In this exercise, every entry is to be copied exactly.

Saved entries
......
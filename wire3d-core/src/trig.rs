/// Quantized fixed-point sine table
use crate::fixed;

/// Sine values over `period` quantized angles, scaled to `[-unit, unit]`.
///
/// Angles wrap modulo the period. There is no interpolation between entries;
/// the stepping is part of the look.
#[derive(Debug, Clone)]
pub struct TrigTable {
    period: u32,
    frac_bits: u32,
    table: Vec<i32>,
}

impl TrigTable {
    /// Build the table from `f64::sin`. `period` must be a power of two of at
    /// least 4; [`RenderConfig::validate`](crate::RenderConfig::validate)
    /// checks this before a table is ever built.
    pub fn new(period: u32, frac_bits: u32) -> Self {
        debug_assert!(period.is_power_of_two() && period >= 4);

        let unit = fixed::unit(frac_bits) as f64;
        let quarter_len = (period / 4) as usize;
        let half_len = (period / 2) as usize;

        // One quarter wave, mirrored and negated for the rest. This keeps
        // sin(a + N/2) == -sin(a) exact regardless of float rounding.
        let quarter: Vec<i32> = (0..=quarter_len)
            .map(|k| {
                let radians = k as f64 * std::f64::consts::TAU / period as f64;
                (unit * radians.sin()).round() as i32
            })
            .collect();

        let table = (0..period as usize)
            .map(|i| {
                let q = i % half_len;
                let v = if q <= quarter_len {
                    quarter[q]
                } else {
                    quarter[half_len - q]
                };
                if i >= half_len {
                    -v
                } else {
                    v
                }
            })
            .collect();

        Self {
            period,
            frac_bits,
            table,
        }
    }

    pub fn period(&self) -> u32 {
        self.period
    }

    pub fn frac_bits(&self) -> u32 {
        self.frac_bits
    }

    pub fn unit(&self) -> i32 {
        fixed::unit(self.frac_bits)
    }

    /// Raw table lookup, angle taken modulo the period.
    #[inline]
    pub fn lookup(&self, angle: u32) -> i32 {
        self.table[(angle & (self.period - 1)) as usize]
    }

    #[inline]
    pub fn sin(&self, angle: u32) -> i32 {
        self.lookup(angle)
    }

    /// Cosine as the sine a quarter turn ahead.
    #[inline]
    pub fn cos(&self, angle: u32) -> i32 {
        self.lookup(angle.wrapping_add(self.period / 4))
    }
}

#[cfg(test)]
mod tests {
    use super::*;

    fn configurations() -> [TrigTable; 2] {
        [TrigTable::new(256, 8), TrigTable::new(4096, 12)]
    }

    #[test]
    fn test_cardinal_angles() {
        for trig in configurations() {
            let n = trig.period();
            let unit = trig.unit();
            assert_eq!(trig.sin(0), 0);
            assert_eq!(trig.sin(n / 4), unit);
            assert_eq!(trig.sin(n / 2), 0);
            assert_eq!(trig.sin(3 * n / 4), -unit);
            assert_eq!(trig.cos(0), unit);
            assert_eq!(trig.cos(n / 2), -unit);
        }
    }

    #[test]
    fn test_half_turn_negates() {
        for trig in configurations() {
            let n = trig.period();
            for angle in 0..n {
                assert_eq!(trig.lookup(angle + n / 2), -trig.lookup(angle), "angle {angle}");
            }
        }
    }

    #[test]
    fn test_unit_circle_within_one_step() {
        for trig in configurations() {
            let unit = trig.unit() as i64;
            let low = (unit - 1) * (unit - 1);
            let high = (unit + 1) * (unit + 1);
            for angle in 0..trig.period() {
                let s = trig.sin(angle) as i64;
                let c = trig.cos(angle) as i64;
                let r2 = s * s + c * c;
                assert!(low <= r2 && r2 <= high, "angle {angle}: {s}^2 + {c}^2 = {r2}");
            }
        }
    }

    #[test]
    fn test_angles_wrap() {
        let trig = TrigTable::new(256, 8);
        assert_eq!(trig.lookup(300), trig.lookup(44));
        assert_eq!(trig.cos(255), trig.sin(63));
        assert_eq!(trig.cos(u32::MAX), trig.lookup(63));
    }

    #[test]
    fn test_third_quadrant_is_negative() {
        let trig = TrigTable::new(256, 8);
        for angle in 129..192 {
            assert!(trig.sin(angle) < 0, "angle {angle}");
        }
    }
}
......
*FINAL ANSWER*
filename wire3d-core/src/trig.rs
/// Quantized fixed-point sine table
use crate::fixed;

/// Sine values over `period` quantized angles, scaled to `[-unit, unit]`.
///
/// Angles wrap modulo the period. There is no interpolation between entries;
/// the stepping is part of the look.
#[derive(Debug, Clone)]
pub struct TrigTable {
    period: u32,
    frac_bits: u32,
    table: Vec<i32>,
}

impl TrigTable {
    /// Build the table from `f64::sin`. `period` must be a power of two of at
    /// least 4; [`RenderConfig::validate`](crate::RenderConfig::validate)
    /// checks this before a table is ever built.
    pub fn new(period: u32, frac_bits: u32) -> Self {
        debug_assert!(period.is_power_of_two() && period >= 4);

        let unit = fixed::unit(frac_bits) as f64;
        let quarter_len = (period / 4) as usize;
        let half_len = (period / 2) as usize;

        // One quarter wave, mirrored and negated for the rest. This keeps
        // sin(a + N/2) == -sin(a) exact regardless of float rounding.
        let quarter: Vec<i32> = (0..=quarter_len)
            .map(|k| {
                let radians = k as f64 * std::f64::consts::TAU / period as f64;
                (unit * radians.sin()).round() as i32
            })
            .collect();

        let table = (0..period as usize)
            .map(|i| {
                let q = i % half_len;
                let v = if q <= quarter_len {
                    quarter[q]
                } else {
                    quarter[half_len - q]
                };
                if i >= half_len {
                    -v
                } else {
                    v
                }
            })
            .collect();

        Self {
            period,
            frac_bits,
            table,
        }
    }

    pub fn period(&self) -> u32 {
        self.period
    }

    pub fn frac_bits(&self) -> u32 {
        self.frac_bits
    }

    pub fn unit(&self) -> i32 {
        fixed::unit(self.frac_bits)
    }

    /// Raw table lookup, angle taken modulo the period.
    #[inline]
    pub fn lookup(&self, angle: u32) -> i32 {
        self.table[(angle & (self.period - 1)) as usize]
    }

    #[inline]
    pub fn sin(&self, angle: u32) -> i32 {
        self.lookup(angle)
    }

    /// Cosine as the sine a quarter turn ahead.
    #[inline]
    pub fn cos(&self, angle: u32) -> i32 {
        self.lookup(angle.wrapping_add(self.period / 4))
    }
}

#[cfg(test)]
mod tests {
    use super::*;

    fn configurations() -> [TrigTable; 2] {
        [TrigTable::new(256, 8), TrigTable::new(4096, 12)]
    }

    #[test]
    fn test_cardinal_angles() {
        for trig in configurations() {
            let n = trig.period();
            let unit = trig.unit();
            assert_eq!(trig.sin(0), 0);
            assert_eq!(trig.sin(n / 4), unit);
            assert_eq!(trig.sin(n / 2), 0);
            assert_eq!(trig.sin(3 * n / 4), -unit);
            assert_eq!(trig.cos(0), unit);
            assert_eq!(trig.cos(n / 2), -unit);
        }
    }

    #[test]
    fn test_half_turn_negates() {
        for trig in configurations() {
            let n = trig.period();
            for angle in 0..n {
                assert_eq!(trig.lookup(angle + n / 2), -trig.lookup(angle), "angle {angle}");
            }
        }
    }

    #[test]
    fn test_unit_circle_within_one_step() {
        for trig in configurations() {
            let unit = trig.unit() as i64;
            let low = (unit - 1) * (unit - 1);
            let high = (unit + 1) * (unit + 1);
            for angle in 0..trig.period() {
                let s = trig.sin(angle) as i64;
                let c = trig.cos(angle) as i64;
                let r2 = s * s + c * c;
                assert!(low <= r2 && r2 <= high, "angle {angle}: {s}^2 + {c}^2 = {r2}");
            }
        }
    }

    #[test]
    fn test_angles_wrap() {
        let trig = TrigTable::new(256, 8);
        assert_eq!(trig.lookup(300), trig.lookup(44));
        assert_eq!(trig.cos(255), trig.sin(63));
        assert_eq!(trig.cos(u32::MAX), trig.lookup(63));
    }

    #[test]
    fn test_third_quadrant_is_negative() {
        let trig = TrigTable::new(256, 8);
        for angle in 129..192 {
            assert!(trig.sin(angle) < 0, "angle {angle}");
        }
    }
}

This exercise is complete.